The autumn equinox is one of two days in the calendar year when day and night hours are almost equal to one another; it is also the first day of autumn (September 23-24) in the Gregorian calendar.
What’s so special about this day? Equinox comes from a Latin term meaning “equal night”. On this day and on the first day of spring, the tilt of the earth’s axis makes the nighttime equal to the daytime. Every location on earth experiences close to 12 hours of daylight and 12 hours of nighttime.
The fall equinox has been known by many other names over the centuries.
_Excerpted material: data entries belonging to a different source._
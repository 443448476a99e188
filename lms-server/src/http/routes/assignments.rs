//! Assignment pages, submissions and grading

use std::sync::Arc;

use axum::{
    extract::{Multipart, State},
    response::{Html, Response},
    routing::{get, post},
    Form, Router,
};

use lms_core::models::{GradeForm, SubmissionForm};

use crate::db::{AssignmentRepo, Submission, SubmissionRepo};
use crate::http::access::{course_member, course_teacher, Membership};
use crate::http::error::ApiError;
use crate::http::extractors::{CurrentUser, InstructorUser, PathIds, StudentUser};
use crate::http::flash;
use crate::http::multipart::MultipartForm;
use crate::session::Flash;
use crate::state::AppState;
use crate::views::{self, assignments::Viewer, Page};

/// GET /assignments/{id}
async fn assignment_page(
    State(state): State<Arc<AppState>>,
    me: CurrentUser,
    PathIds(assignment_id): PathIds<i64>,
) -> Result<Html<String>, ApiError> {
    let assignment = AssignmentRepo::new(&state.pool).get(assignment_id).await?;
    let (course, membership) = course_member(&state.pool, &me.user, assignment.course_id).await?;
    let submissions = SubmissionRepo::new(&state.pool);

    let own;
    let all;
    let viewer = match membership {
        Membership::Student => {
            own = submissions.find(assignment_id, me.user.id).await?;
            Viewer::Student { own: own.as_ref() }
        }
        Membership::Teacher | Membership::Admin => {
            all = submissions.list_for_assignment(assignment_id).await?;
            Viewer::Staff {
                submissions: &all,
                can_grade: membership == Membership::Teacher,
            }
        }
    };

    let flash = flash::take(&state, Some(me.token)).await;
    Ok(Html(views::assignments::detail(
        &Page::new(&me.user, &flash),
        &course,
        &assignment,
        &viewer,
    )))
}

/// Save the attachment, then record the submission. Whichever file loses
/// (the new one on failure, the replaced one on success) is removed.
async fn hand_in(
    state: &AppState,
    assignment_id: i64,
    student_id: i64,
    multipart: Multipart,
) -> Result<Submission, ApiError> {
    let form = MultipartForm::read(multipart, state.uploads.max_bytes()).await?;
    let text = SubmissionForm {
        text: form.text("text"),
    }
    .validate(form.file.is_some())?;

    let stored = match &form.file {
        Some(file) => Some(state.uploads.save(&file.file_name, &file.bytes).await?),
        None => None,
    };

    let result = SubmissionRepo::new(&state.pool)
        .submit(assignment_id, student_id, text.as_ref(), stored.as_ref())
        .await;

    match result {
        Ok((submission, replaced)) => {
            if let Some(replaced) = replaced {
                state.uploads.remove(&replaced).await;
            }
            Ok(submission)
        }
        Err(e) => {
            if let Some(stored) = &stored {
                state.uploads.remove(&stored.stored_name).await;
            }
            Err(e.into())
        }
    }
}

/// POST /assignments/{id}/submit (multipart: text, file)
async fn submit(
    State(state): State<Arc<AppState>>,
    StudentUser(me): StudentUser,
    PathIds(assignment_id): PathIds<i64>,
    multipart: Multipart,
) -> Result<Response, ApiError> {
    let assignment = AssignmentRepo::new(&state.pool).get(assignment_id).await?;
    course_member(&state.pool, &me.user, assignment.course_id).await?;

    let result = hand_in(&state, assignment_id, me.user.id, multipart).await;

    let flash = flash::outcome(result, |submission| {
        let late = assignment.is_late(submission.submitted_at);
        tracing::info!(
            user_id = me.user.id,
            assignment_id,
            submission_id = submission.id,
            late,
            "submission received"
        );
        if late {
            Flash::info("Submission received after the due date; it is marked late.")
        } else {
            Flash::success("Submission received.")
        }
    })?;

    let back = format!("/assignments/{assignment_id}");
    Ok(flash::redirect(&state, Some(me.token), &back, flash).await)
}

/// POST /assignments/{id}/delete
async fn delete_assignment(
    State(state): State<Arc<AppState>>,
    InstructorUser(me): InstructorUser,
    PathIds(assignment_id): PathIds<i64>,
) -> Result<Response, ApiError> {
    let assignments = AssignmentRepo::new(&state.pool);
    let assignment = assignments.get(assignment_id).await?;
    course_teacher(&state.pool, &me.user, assignment.course_id).await?;

    let files = assignments.delete(assignment_id).await?;
    state.uploads.remove_all(&files).await;
    tracing::info!(user_id = me.user.id, assignment_id, files = files.len(), "assignment deleted");

    let back = format!("/courses/{}", assignment.course_id);
    let flash = Flash::success(format!("Deleted assignment '{}'.", assignment.title));
    Ok(flash::redirect(&state, Some(me.token), &back, flash).await)
}

/// POST /submissions/{id}/grade
async fn grade(
    State(state): State<Arc<AppState>>,
    InstructorUser(me): InstructorUser,
    PathIds(submission_id): PathIds<i64>,
    Form(form): Form<GradeForm>,
) -> Result<Response, ApiError> {
    let submissions = SubmissionRepo::new(&state.pool);
    let submission = submissions.get(submission_id).await?;
    let assignment = AssignmentRepo::new(&state.pool).get(submission.assignment_id).await?;
    course_teacher(&state.pool, &me.user, assignment.course_id).await?;

    let result = match form.validate() {
        Ok(input) => submissions.grade(submission_id, &input).await.map_err(ApiError::from),
        Err(e) => Err(e.into()),
    };

    let flash = flash::outcome(result, |graded| {
        tracing::info!(
            user_id = me.user.id,
            submission_id,
            student_id = graded.student_id,
            score = graded.score,
            "submission graded"
        );
        Flash::success("Grade saved.")
    })?;

    let back = format!("/assignments/{}", assignment.id);
    Ok(flash::redirect(&state, Some(me.token), &back, flash).await)
}

/// GET /grades
async fn grades(State(state): State<Arc<AppState>>, StudentUser(me): StudentUser) -> Result<Html<String>, ApiError> {
    let rows = SubmissionRepo::new(&state.pool).for_student(me.user.id).await?;
    let flash = flash::take(&state, Some(me.token)).await;
    Ok(Html(views::assignments::grades(&Page::new(&me.user, &flash), &rows)))
}

/// Assignment, submission and grade routes
pub fn router() -> Router<Arc<AppState>> {
    Router::new()
        .route("/assignments/{id}", get(assignment_page))
        .route("/assignments/{id}/submit", post(submit))
        .route("/assignments/{id}/delete", post(delete_assignment))
        .route("/submissions/{id}/grade", post(grade))
        .route("/grades", get(grades))
}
Cultures from around the world call it: Alban Elfed, Cornucopia, Higan or Koreisai, Feast of Avilon, Festival of Dionysus, Harvest Home, Harvest Tide, Mabon, Night of the Hunter, Second Harvest Festival, Wine Harvest, Witch’s Thanksgiving, and, of course, the first day of autumn.
Common themes of fall celebrations found worldwide are balance, harvesting and abundance, remembrance of the dead and life’s fragility and the return of weather that favors slowing down, introspection, conservation, and reflection on the meaning of life.
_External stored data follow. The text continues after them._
//! Server-rendered HTML
//!
//! Every page is a plain function returning a `String`. All user-supplied
//! text goes through [`escape_html`] before it reaches the markup.

pub mod admin;
pub mod assignments;
pub mod auth;
pub mod courses;
pub mod dashboard;
pub mod error;
pub mod profile;

use chrono::{DateTime, Utc};
use lms_core::Role;

use crate::db::User;
use crate::session::Flash;

/// Per-request chrome: who is looking, and what to tell them.
pub struct Page<'a> {
    pub user: Option<&'a User>,
    pub flash: &'a [Flash],
}

impl<'a> Page<'a> {
    pub fn new(user: &'a User, flash: &'a [Flash]) -> Self {
        Self {
            user: Some(user),
            flash,
        }
    }

    pub fn anonymous(flash: &'a [Flash]) -> Self {
        Self { user: None, flash }
    }
}

pub fn escape_html(s: &str) -> String {
    s.replace('&', "&amp;")
        .replace('<', "&lt;")
        .replace('>', "&gt;")
        .replace('"', "&quot;")
        .replace('\'', "&#39;")
}

/// Escaped value or a placeholder for missing optional text.
pub(crate) fn or_dash(value: Option<&str>) -> String {
    match value {
        Some(v) if !v.is_empty() => escape_html(v),
        _ => "<span class=\"muted\">-</span>".to_string(),
    }
}

pub(crate) fn timestamp(at: &DateTime<Utc>) -> String {
    at.format("%Y-%m-%d %H:%M UTC").to_string()
}

/// Multi-line text as paragraphs.
pub(crate) fn paragraphs(text: &str) -> String {
    text.split("\n\n")
        .map(str::trim)
        .filter(|p| !p.is_empty())
        .map(|p| format!("<p>{}</p>\n", escape_html(p).replace('\n', "<br>")))
        .collect()
}

/// A single-button POST form, used for delete/enroll style actions.
pub(crate) fn action_button(action: &str, label: &str, class: &str) -> String {
    format!(
        "<form method=\"post\" action=\"{}\" class=\"inline\"><button type=\"submit\" class=\"{}\">{}</button></form>",
        escape_html(action),
        class,
        escape_html(label)
    )
}

fn nav(user: Option<&User>) -> String {
    let mut html = String::from("<nav>\n<a class=\"brand\" href=\"/\">LMS</a>\n");

    match user {
        Some(user) => {
            html.push_str("<a href=\"/dashboard\">Dashboard</a>\n");
            html.push_str("<a href=\"/courses\">Courses</a>\n");
            match user.role {
                Role::Admin => {
                    html.push_str("<a href=\"/admin/users\">Users</a>\n");
                    html.push_str("<a href=\"/admin/courses\">Manage courses</a>\n");
                }
                Role::Student => html.push_str("<a href=\"/grades\">Grades</a>\n"),
                Role::Instructor => {}
            }
            html.push_str("<span class=\"spacer\"></span>\n");
            html.push_str(&format!(
                "<a href=\"/profile\">{} <span class=\"role\">{}</span></a>\n",
                escape_html(user.display_name()),
                user.role.label()
            ));
            html.push_str(&action_button("/logout", "Log out", "link"));
            html.push('\n');
        }
        None => {
            html.push_str("<span class=\"spacer\"></span>\n");
            html.push_str("<a href=\"/login\">Log in</a>\n");
        }
    }

    html.push_str("</nav>\n");
    html
}

fn flashes(flash: &[Flash]) -> String {
    flash
        .iter()
        .map(|f| {
            format!(
                "<div class=\"flash {}\">{}</div>\n",
                f.level.css_class(),
                escape_html(&f.message)
            )
        })
        .collect()
}

/// Wrap page content in the shared document shell.
pub fn layout(page: &Page<'_>, title: &str, content: &str) -> String {
    let mut html = String::with_capacity(4096 + content.len());

    html.push_str("<!DOCTYPE html>\n<html lang=\"en\">\n<head>\n");
    html.push_str("<meta charset=\"UTF-8\">\n");
    html.push_str("<meta name=\"viewport\" content=\"width=device-width, initial-scale=1.0\">\n");
    html.push_str(&format!("<title>{} | LMS</title>\n", escape_html(title)));
    html.push_str("<style>\n");
    html.push_str(INLINE_CSS);
    html.push_str("</style>\n</head>\n<body>\n");

    html.push_str(&nav(page.user));
    html.push_str("<main>\n");
    html.push_str(&flashes(page.flash));
    html.push_str(content);
    html.push_str("</main>\n</body>\n</html>\n");

    html
}

const INLINE_CSS: &str = r#"
* { box-sizing: border-box; }
body { margin: 0; font-family: -apple-system, BlinkMacSystemFont, "Segoe UI", Roboto, sans-serif; color: #1f2328; background: #f6f8fa; }
nav { display: flex; gap: 1rem; align-items: center; padding: 0.75rem 1.5rem; background: #24292f; }
nav a, nav button.link { color: #f6f8fa; text-decoration: none; }
nav .brand { font-weight: 700; }
nav .spacer { flex: 1; }
nav .role { font-size: 0.75rem; opacity: 0.7; }
main { max-width: 960px; margin: 1.5rem auto; padding: 0 1.5rem; }
h1 { font-size: 1.6rem; }
h2 { font-size: 1.2rem; margin-top: 2rem; }
table { width: 100%; border-collapse: collapse; background: #fff; }
th, td { text-align: left; padding: 0.5rem; border-bottom: 1px solid #d0d7de; vertical-align: top; }
form.stacked { display: grid; gap: 0.5rem; max-width: 520px; background: #fff; padding: 1rem; border: 1px solid #d0d7de; }
form.inline { display: inline; }
input, select, textarea { font: inherit; padding: 0.35rem; }
textarea { min-height: 6rem; }
button { font: inherit; cursor: pointer; }
button.link { background: none; border: none; padding: 0; }
button.danger { color: #cf222e; }
.flash { padding: 0.6rem 1rem; margin-bottom: 1rem; border: 1px solid; }
.flash-info { background: #ddf4ff; border-color: #54aeff; }
.flash-success { background: #dafbe1; border-color: #4ac26b; }
.flash-error { background: #ffebe9; border-color: #ff8182; }
.muted { color: #656d76; }
.late { color: #cf222e; font-weight: 600; }
.card { background: #fff; border: 1px solid #d0d7de; padding: 1rem; margin-bottom: 1rem; }
"#;

#[cfg(test)]
mod tests {
    use super::*;
    use crate::session::Flash;

    fn user(role: Role) -> User {
        User {
            id: 1,
            username: "ada".into(),
            password: "x".into(),
            role,
            name: Some("Ada <L>".into()),
            email: None,
            phone_nr: None,
            age: None,
            created_at: Utc::now(),
        }
    }

    #[test]
    fn escapes_markup() {
        assert_eq!(
            escape_html("<a href=\"x\">'&'</a>"),
            "&lt;a href=&quot;x&quot;&gt;&#39;&amp;&#39;&lt;/a&gt;"
        );
    }

    #[test]
    fn nav_depends_on_role() {
        let admin = user(Role::Admin);
        let html = layout(&Page::new(&admin, &[]), "Home", "");
        assert!(html.contains("/admin/users"));
        assert!(!html.contains("/grades"));
        assert!(html.contains("Ada &lt;L&gt;"));

        let student = user(Role::Student);
        let html = layout(&Page::new(&student, &[]), "Home", "");
        assert!(html.contains("/grades"));
        assert!(!html.contains("/admin/users"));
    }

    #[test]
    fn anonymous_layout_offers_login() {
        let html = layout(&Page::anonymous(&[]), "Welcome", "<p>hi</p>");
        assert!(html.contains("href=\"/login\""));
        assert!(!html.contains("/logout"));
    }

    #[test]
    fn flash_messages_are_rendered_escaped() {
        let flash = [Flash::error("bad <input>")];
        let html = layout(&Page::anonymous(&flash), "Login", "");
        assert!(html.contains("flash-error"));
        assert!(html.contains("bad &lt;input&gt;"));
    }

    #[test]
    fn paragraphs_split_on_blank_lines() {
        let html = paragraphs("one\ntwo\n\nthree");
        assert_eq!(html, "<p>one<br>two</p>\n<p>three</p>\n");
    }
}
Whereas the first day of spring is treated as a time of birth and rebirth, the first day of autumn is the time when things begin to shed, and the growth which was young in the springtime has now reached maturity. Animals begin preparing for winter, tree leaves turn colors, and the air takes on a chill.
Most cultures consider this a time for harvesting crops and taking stock of life’s fragility. It is also a time when people begin noticing the waning hours of daylight in anticipation for the winter solstice. In every culture, the autumn equinox signals the return of weather that favors slowing down, introspection, and conservation.
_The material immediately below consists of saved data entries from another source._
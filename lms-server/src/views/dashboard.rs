//! Role-specific landing page

use crate::db::{CourseSummary, GradeRow};

use super::{escape_html, layout, timestamp, Page};

/// What the dashboard shows, per role
pub enum Overview {
    Admin {
        users: i64,
        courses: Vec<CourseSummary>,
    },
    Instructor {
        courses: Vec<CourseSummary>,
    },
    Student {
        courses: Vec<CourseSummary>,
        recent: Vec<GradeRow>,
    },
}

fn course_list(courses: &[CourseSummary], empty: &str) -> String {
    if courses.is_empty() {
        return format!("<p class=\"muted\">{}</p>\n", escape_html(empty));
    }

    let mut html = String::from("<ul>\n");
    for course in courses {
        html.push_str(&format!(
            "<li><a href=\"/courses/{}\">{} &middot; {}</a> <span class=\"muted\">{} students</span></li>\n",
            course.id,
            escape_html(&course.code),
            escape_html(&course.title),
            course.student_count
        ));
    }
    html.push_str("</ul>\n");
    html
}

pub fn dashboard(page: &Page<'_>, overview: &Overview) -> String {
    let name = page.user.map(|u| u.display_name()).unwrap_or_default();
    let mut content = format!("<h1>Welcome, {}</h1>\n", escape_html(name));

    match overview {
        Overview::Admin { users, courses } => {
            content.push_str(&format!(
                "<div class=\"card\"><strong>{users}</strong> accounts &middot; <strong>{}</strong> courses</div>\n",
                courses.len()
            ));
            content.push_str("<p><a href=\"/admin/users\">Manage users</a> &middot; <a href=\"/admin/courses\">Manage courses</a></p>\n");
            content.push_str("<h2>Courses</h2>\n");
            content.push_str(&course_list(courses, "No courses yet."));
        }
        Overview::Instructor { courses } => {
            content.push_str("<h2>Your courses</h2>\n");
            content.push_str(&course_list(courses, "You are not assigned to any course yet."));
        }
        Overview::Student { courses, recent } => {
            content.push_str("<h2>Your courses</h2>\n");
            content.push_str(&course_list(
                courses,
                "You are not enrolled in any course. Browse the catalog under Courses.",
            ));

            content.push_str("<h2>Recent grades</h2>\n");
            if recent.is_empty() {
                content.push_str("<p class=\"muted\">Nothing graded yet.</p>\n");
            } else {
                content.push_str("<ul>\n");
                for row in recent {
                    let score = row.score.map(|s| s.to_string()).unwrap_or_default();
                    let when = row.graded_at.as_ref().map(timestamp).unwrap_or_default();
                    content.push_str(&format!(
                        "<li><a href=\"/assignments/{}\">{}</a> ({}): <strong>{score}</strong>/100 <span class=\"muted\">{when}</span></li>\n",
                        row.assignment_id,
                        escape_html(&row.assignment_title),
                        escape_html(&row.course_code)
                    ));
                }
                content.push_str("</ul>\n<p><a href=\"/grades\">All grades</a></p>\n");
            }
        }
    }

    layout(page, "Dashboard", &content)
}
Many cultures celebrate the harvest as a means to defeat the starvation brought on by winter. It is also a time closely associated with the dead. Since this time of year is one of the most temperate, it is also considered a good time for reflection on the meaning of life.
The celebration of the seasons is thought of mostly as an ancient practice, but more people are beginning to honor the equinox and solstice days. Equinox celebrations or harvest parties are popping up everywhere, regardless of religion, belief, or location in the world. The seasons change for everyone, so everyone can celebrate them!